You can see the administrative areas in which Seaton has been placed at times in the past. Select one to see a link to a map of that particular area.



Seaton is a small village nestling on the south facing slope of the Welland valley. The settlement has had a long history, evidenced by Roman and Saxon remains found in recent times.

The church, All Hallows, dates from Norman times, and the original chancel arch and doorway still exist. The building was added to in the mid-14th century and substantially renovated in the late 19th century.

The manors of Seaton came under the common ownership of the Sheffield family in the 17th century, who built a large stone house as their Hall in the centre of the village. The manor house survives to this day. The manor later belonged to the Tryons of Bulwick and then the Moncktons of Fineshade.

The village itself was once much larger with many more cottages, which have since been demolished. The present population is about 200. This is composed mainly of business commuters and retired people. There are three family farms which used to be major employers for the village people. The railway and Corby steelworks were also main places of work.

Seaton provided many other services including two butcher's shops, a bakery, carpenter and undertaker, a cobbler, blacksmith, general store, and a maltings and brewhouse with two public houses. Only the post office and the George and Dragon pub survive today.

Village life used to be much more active. Not only did most people work within the village, but they lived as a community. The cricket team used to play regularly in the centre of the village, and the pubs were more than mere watering holes with the lively domino and whist teams. The village celebrated Seaton Feast (first Sunday after 25th July) until the 1920s. Ploughboy Monday also lapsed at about the same time. The ploughboys would black their faces and dance round the village collecting for an ale party that evening.

The Royce family originated from Seaton where they were millers.

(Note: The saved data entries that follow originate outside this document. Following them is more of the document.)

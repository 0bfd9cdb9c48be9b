//! Dark-mode preference persistence
//!
//! A single flag stored as a key in a small TOML file next to the config.
//! Presence of the key means dark mode; light mode removes it. Storage
//! failures are logged and otherwise ignored.

use anyhow::{Context, Result};
use std::fs;
use std::path::{Path, PathBuf};
use toml::{Table, Value};
use tracing::{debug, warn};

/// Key holding the dark-mode flag
pub const DARK_MODE_KEY: &str = "INTL_DARK";

/// Value stored under [`DARK_MODE_KEY`] while dark mode is on
const DARK_MODE_VALUE: &str = "YES";

/// Persisted dark-mode flag
pub trait PreferenceStore {
    /// Whether dark mode was enabled; `false` if never set or unreadable
    fn read(&self) -> bool;

    /// Persist the flag. `write(false)` is the same as [`clear`](Self::clear).
    fn write(&mut self, enabled: bool);

    /// Remove the stored flag
    fn clear(&mut self);
}

/// Preference file on disk
#[derive(Debug, Clone)]
pub struct FilePreferenceStore {
    /// `None` when no config directory could be determined
    path: Option<PathBuf>,
}

impl FilePreferenceStore {
    pub fn new(path: impl Into<PathBuf>) -> Self {
        Self {
            path: Some(path.into()),
        }
    }

    /// `~/.config/clanboard/preferences.toml`, or a no-op store without a config dir
    pub fn default_location() -> Self {
        match crate::config::Config::dir() {
            Ok(dir) => Self::new(dir.join("preferences.toml")),
            Err(e) => {
                warn!("preferences unavailable: {:#}", e);
                Self { path: None }
            }
        }
    }

    fn update(&self, f: impl FnOnce(&mut Table)) {
        let Some(path) = &self.path else { return };

        let mut entries = load_entries(path).unwrap_or_else(|e| {
            warn!("discarding unreadable preferences: {:#}", e);
            Table::new()
        });
        f(&mut entries);

        if let Err(e) = save_entries(path, &entries) {
            warn!("failed to store preference: {:#}", e);
        }
    }
}

impl PreferenceStore for FilePreferenceStore {
    fn read(&self) -> bool {
        let Some(path) = &self.path else { return false };

        match load_entries(path) {
            Ok(entries) => is_enabled(&entries),
            Err(e) => {
                warn!("failed to read preferences: {:#}", e);
                false
            }
        }
    }

    fn write(&mut self, enabled: bool) {
        if !enabled {
            self.clear();
            return;
        }

        debug!("storing dark mode preference");
        self.update(|entries| {
            entries.insert(DARK_MODE_KEY.to_string(), dark_value());
        });
    }

    fn clear(&mut self) {
        debug!("clearing dark mode preference");
        self.update(|entries| {
            entries.remove(DARK_MODE_KEY);
        });
    }
}

/// In-memory store: used for `--dark`/`--light` runs and in tests
#[derive(Debug, Clone, Default)]
pub struct MemoryPreferenceStore {
    entries: Table,
}

impl MemoryPreferenceStore {
    pub fn with_dark(enabled: bool) -> Self {
        let mut store = Self::default();
        store.write(enabled);
        store
    }

    #[cfg(test)]
    pub fn contains_key(&self, key: &str) -> bool {
        self.entries.contains_key(key)
    }
}

impl PreferenceStore for MemoryPreferenceStore {
    fn read(&self) -> bool {
        is_enabled(&self.entries)
    }

    fn write(&mut self, enabled: bool) {
        if enabled {
            self.entries.insert(DARK_MODE_KEY.to_string(), dark_value());
        } else {
            self.clear();
        }
    }

    fn clear(&mut self) {
        self.entries.remove(DARK_MODE_KEY);
    }
}

fn dark_value() -> Value {
    Value::String(DARK_MODE_VALUE.to_string())
}

fn is_enabled(entries: &Table) -> bool {
    entries
        .get(DARK_MODE_KEY)
        .and_then(Value::as_str)
        .is_some_and(|value| !value.is_empty())
}

/// Missing file reads as no entries. Unrelated keys keep whatever type they have.
fn load_entries(path: &Path) -> Result<Table> {
    if !path.exists() {
        return Ok(Table::new());
    }

    let content = fs::read_to_string(path)
        .with_context(|| format!("Failed to read preferences from {:?}", path))?;

    toml::from_str(&content)
        .with_context(|| format!("Failed to parse preferences from {:?}", path))
}

/// Empty entries remove the file
fn save_entries(path: &Path, entries: &Table) -> Result<()> {
    if entries.is_empty() {
        if path.exists() {
            fs::remove_file(path)
                .with_context(|| format!("Failed to remove preferences {:?}", path))?;
        }
        return Ok(());
    }

    if let Some(parent) = path.parent() {
        fs::create_dir_all(parent)
            .with_context(|| format!("Failed to create directory {:?}", parent))?;
    }

    let content = toml::to_string(entries).context("Failed to serialize preferences")?;
    fs::write(path, content)
        .with_context(|| format!("Failed to write preferences to {:?}", path))?;

    Ok(())
}

#[cfg(test)]
mod tests {
    use super::*;

    #[test]
    fn test_missing_file_reads_light() {
        let dir = tempfile::tempdir().unwrap();
        let store = FilePreferenceStore::new(dir.path().join("preferences.toml"));
        assert!(!store.read());
    }

    #[test]
    fn test_dark_survives_reload() {
        let dir = tempfile::tempdir().unwrap();
        let path = dir.path().join("nested").join("preferences.toml");

        let mut store = FilePreferenceStore::new(&path);
        store.write(true);

        let reloaded = FilePreferenceStore::new(&path);
        assert!(reloaded.read());

        let content = fs::read_to_string(&path).unwrap();
        assert!(content.contains("INTL_DARK"));
        assert!(content.contains("YES"));
    }

    #[test]
    fn test_light_removes_key() {
        let dir = tempfile::tempdir().unwrap();
        let path = dir.path().join("preferences.toml");

        let mut store = FilePreferenceStore::new(&path);
        store.write(true);
        store.write(false);

        assert!(!path.exists());
        assert!(!FilePreferenceStore::new(&path).read());
    }

    #[test]
    fn test_clear_keeps_unrelated_keys() {
        let dir = tempfile::tempdir().unwrap();
        let path = dir.path().join("preferences.toml");
        fs::write(&path, "OTHER = \"1\"\nINTL_DARK = \"YES\"\n").unwrap();

        let mut store = FilePreferenceStore::new(&path);
        assert!(store.read());
        store.clear();

        let content = fs::read_to_string(&path).unwrap();
        assert!(!content.contains("INTL_DARK"));
        assert!(content.contains("OTHER"));
    }

    #[test]
    fn test_toggle_keeps_non_string_keys() {
        let dir = tempfile::tempdir().unwrap();
        let path = dir.path().join("preferences.toml");
        fs::write(&path, "OTHER = 1\nENABLED = true\n").unwrap();

        let mut store = FilePreferenceStore::new(&path);
        assert!(!store.read());
        store.write(true);
        assert!(store.read());
        store.write(false);

        let entries: Table = toml::from_str(&fs::read_to_string(&path).unwrap()).unwrap();
        assert_eq!(entries.get("OTHER"), Some(&Value::Integer(1)));
        assert_eq!(entries.get("ENABLED"), Some(&Value::Boolean(true)));
        assert!(!entries.contains_key(DARK_MODE_KEY));
    }

    #[test]
    fn test_non_string_flag_reads_light() {
        let dir = tempfile::tempdir().unwrap();
        let path = dir.path().join("preferences.toml");
        fs::write(&path, "INTL_DARK = 1\n").unwrap();

        assert!(!FilePreferenceStore::new(&path).read());
    }

    #[test]
    fn test_garbage_file_reads_light() {
        let dir = tempfile::tempdir().unwrap();
        let path = dir.path().join("preferences.toml");
        fs::write(&path, "not = [valid").unwrap();

        let mut store = FilePreferenceStore::new(&path);
        assert!(!store.read());

        // Writing recovers the file
        store.write(true);
        assert!(store.read());
    }

    #[test]
    fn test_unavailable_store_is_noop() {
        let mut store = FilePreferenceStore { path: None };
        store.write(true);
        assert!(!store.read());
    }

    #[test]
    fn test_memory_store() {
        let mut store = MemoryPreferenceStore::default();
        assert!(!store.read());

        store.write(true);
        assert!(store.read());
        assert!(store.contains_key(DARK_MODE_KEY));

        store.write(false);
        assert!(!store.read());
        assert!(!store.contains_key(DARK_MODE_KEY));
    }
}
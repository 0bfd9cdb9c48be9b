//! Terminal event subscription.
//!
//! A reader thread polls crossterm for key and resize events and emits a tick
//! when idle. The subscription lasts as long as the [`EventReader`]; dropping
//! it stops the thread and waits for it to exit.

use std::sync::atomic::{AtomicBool, Ordering};
use std::sync::mpsc::{self, Receiver, RecvError};
use std::sync::Arc;
use std::thread::{self, JoinHandle};
use std::time::Duration;

use crossterm::event::{self, Event as CrosstermEvent, KeyEvent};
use tracing::debug;

/// Application events.
#[derive(Debug, Clone, PartialEq, Eq)]
pub enum Event {
    /// Nothing happened for one tick.
    Tick,
    /// Keyboard input.
    Key(KeyEvent),
    /// Terminal resize (columns, rows).
    Resize(u16, u16),
}

pub struct EventReader {
    rx: Receiver<Event>,
    stop: Arc<AtomicBool>,
    handle: Option<JoinHandle<()>>,
}

impl EventReader {
    /// Subscribe to terminal events, ticking every `tick_rate` when idle.
    pub fn spawn(tick_rate: Duration) -> std::io::Result<Self> {
        let (tx, rx) = mpsc::channel();
        let stop = Arc::new(AtomicBool::new(false));
        let thread_stop = stop.clone();

        let handle = thread::Builder::new()
            .name("clanboard-events".into())
            .spawn(move || {
                while !thread_stop.load(Ordering::Relaxed) {
                    let event = match event::poll(tick_rate) {
                        Ok(true) => match event::read() {
                            Ok(CrosstermEvent::Key(key)) => Event::Key(key),
                            Ok(CrosstermEvent::Resize(columns, rows)) => {
                                Event::Resize(columns, rows)
                            }
                            _ => continue,
                        },
                        Ok(false) => Event::Tick,
                        // No terminal to read from: keep ticking at the same pace
                        Err(_) => {
                            thread::sleep(tick_rate);
                            Event::Tick
                        }
                    };

                    if tx.send(event).is_err() {
                        break;
                    }
                }
                debug!("event reader stopped");
            })?;

        Ok(Self {
            rx,
            stop,
            handle: Some(handle),
        })
    }

    /// Receives the next event, blocking until one is available.
    pub fn next(&self) -> Result<Event, RecvError> {
        self.rx.recv()
    }
}

impl Drop for EventReader {
    fn drop(&mut self) {
        self.stop.store(true, Ordering::Relaxed);
        if let Some(handle) = self.handle.take() {
            let _ = handle.join();
        }
    }
}

#[cfg(test)]
mod tests {
    use super::*;
    use std::sync::mpsc::RecvTimeoutError;

    #[test]
    fn test_reader_ticks_when_idle() {
        let reader = EventReader::spawn(Duration::from_millis(10)).unwrap();
        let event = reader.rx.recv_timeout(Duration::from_secs(5)).unwrap();
        assert_eq!(event, Event::Tick);
    }

    #[test]
    fn test_drop_stops_and_joins_reader() {
        let reader = EventReader::spawn(Duration::from_millis(10)).unwrap();
        assert!(reader.rx.recv_timeout(Duration::from_secs(5)).is_ok());

        let (done_tx, done_rx) = mpsc::channel();
        thread::spawn(move || {
            drop(reader);
            let _ = done_tx.send(());
        });

        assert!(done_rx.recv_timeout(Duration::from_secs(5)).is_ok());
    }

    #[test]
    fn test_stopped_thread_closes_channel() {
        let mut reader = EventReader::spawn(Duration::from_millis(10)).unwrap();
        reader.stop.store(true, Ordering::Relaxed);
        if let Some(handle) = reader.handle.take() {
            handle.join().unwrap();
        }

        // Drain what was sent before the stop, then the sender is gone
        loop {
            match reader.rx.recv_timeout(Duration::from_secs(5)) {
                Ok(_) => continue,
                Err(e) => {
                    assert_eq!(e, RecvTimeoutError::Disconnected);
                    break;
                }
            }
        }
    }
}
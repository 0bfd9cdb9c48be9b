//! Terminal session guard
//!
//! Raw mode and the alternate screen are acquired when the session starts
//! and restored when it is dropped, including on early returns and errors.

use anyhow::{Context, Result};
use crossterm::{
    execute,
    terminal::{disable_raw_mode, enable_raw_mode, EnterAlternateScreen, LeaveAlternateScreen},
};
use ratatui::prelude::*;
use std::io::{stdout, Stdout};
use tracing::warn;

pub struct TerminalSession {
    pub terminal: Terminal<CrosstermBackend<Stdout>>,
}

impl TerminalSession {
    pub fn start() -> Result<Self> {
        enable_raw_mode().context("Failed to enable raw mode")?;

        let mut stdout = stdout();
        if let Err(e) = execute!(stdout, EnterAlternateScreen) {
            let _ = disable_raw_mode();
            return Err(e).context("Failed to setup terminal");
        }

        let backend = CrosstermBackend::new(stdout);
        let terminal = match Terminal::new(backend) {
            Ok(terminal) => terminal,
            Err(e) => {
                let _ = execute!(std::io::stdout(), LeaveAlternateScreen);
                let _ = disable_raw_mode();
                return Err(e).context("Failed to create terminal");
            }
        };

        Ok(Self { terminal })
    }
}

impl Drop for TerminalSession {
    fn drop(&mut self) {
        if let Err(e) = disable_raw_mode() {
            warn!("failed to disable raw mode: {}", e);
        }
        if let Err(e) = execute!(self.terminal.backend_mut(), LeaveAlternateScreen) {
            warn!("failed to leave alternate screen: {}", e);
        }
        if let Err(e) = self.terminal.show_cursor() {
            warn!("failed to show cursor: {}", e);
        }
    }
}
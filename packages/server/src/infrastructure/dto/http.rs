//! HTTP API response DTOs.

use serde::{Deserialize, Serialize};

/// Entry of `GET /api/rooms`
#[derive(Debug, Clone, PartialEq, Eq, Serialize, Deserialize)]
pub struct RoomSummaryDto {
    pub id: String,
    /// Display names in registration order
    pub participants: Vec<String>,
    /// RFC 3339
    pub created_at: String,
}

/// Participant entry of `GET /api/rooms/{room}`
#[derive(Debug, Clone, PartialEq, Eq, Serialize, Deserialize)]
pub struct ParticipantDetailDto {
    pub connection_id: String,
    pub name: String,
    /// RFC 3339
    pub connected_at: String,
}

/// Response of `GET /api/rooms/{room}`
#[derive(Debug, Clone, PartialEq, Eq, Serialize, Deserialize)]
pub struct RoomDetailDto {
    pub id: String,
    pub participants: Vec<ParticipantDetailDto>,
    /// Whether a diagram mutation has been cached for the room
    pub has_diagram: bool,
    /// RFC 3339
    pub created_at: String,
}
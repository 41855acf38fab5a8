//! WebSocket room server: router, handlers and shared state.

mod handler;
mod server;
mod signal;
pub mod state;

pub use server::Server;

One of their descendants became a partner of the world famous firm, Rolls-Royce.

Many of the older Seaton residents remember travelling to school on the 'Push and Pull'. This small train of two carriages travelled the lines from Seaton to Uppingham, or Seaton to Stamford, but was made redundant in 1966 when Seaton station closed.

(The above extract from 'The Leicestershire & Rutland Village Book', compiled by the Leicestershire & Rutland Federation of Women's Institutes, is reproduced by kind permission of the publishers, Countryside Books, Newbury, Berkshire)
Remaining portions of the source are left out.